**Stored items**

==========

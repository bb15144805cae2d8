use crate::domain::{BoxFuture, error::BookingError, issuance::Notifier};

/// Writes outbound messages to the log instead of a mail relay.
#[derive(Debug, Default, Clone, Copy)]
pub struct LogNotifier;

impl Notifier for LogNotifier {
    fn send<'a>(
        &'a self,
        to: &'a str,
        subject: &'a str,
        html_body: &'a str,
    ) -> BoxFuture<'a, Result<(), BookingError>> {
        Box::pin(async move {
            tracing::info!(to, subject, body_bytes = html_body.len(), "notification sent");
            Ok(())
        })
    }
}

==========

**Exercise brief**
Reprint exactly the lines above that start at the one with "#[derive(Debug, Default, Clone, Copy)]" and end at the one with "BoxFuture<'a, Result<(), BookingError>>", keeping both and adding none.

**Task solution**
#[derive(Debug, Default, Clone, Copy)]
pub struct LogNotifier;

impl Notifier for LogNotifier {
    fn send<'a>(
        &'a self,
        to: &'a str,
        subject: &'a str,
        html_body: &'a str,
    ) -> BoxFuture<'a, Result<(), BookingError>> {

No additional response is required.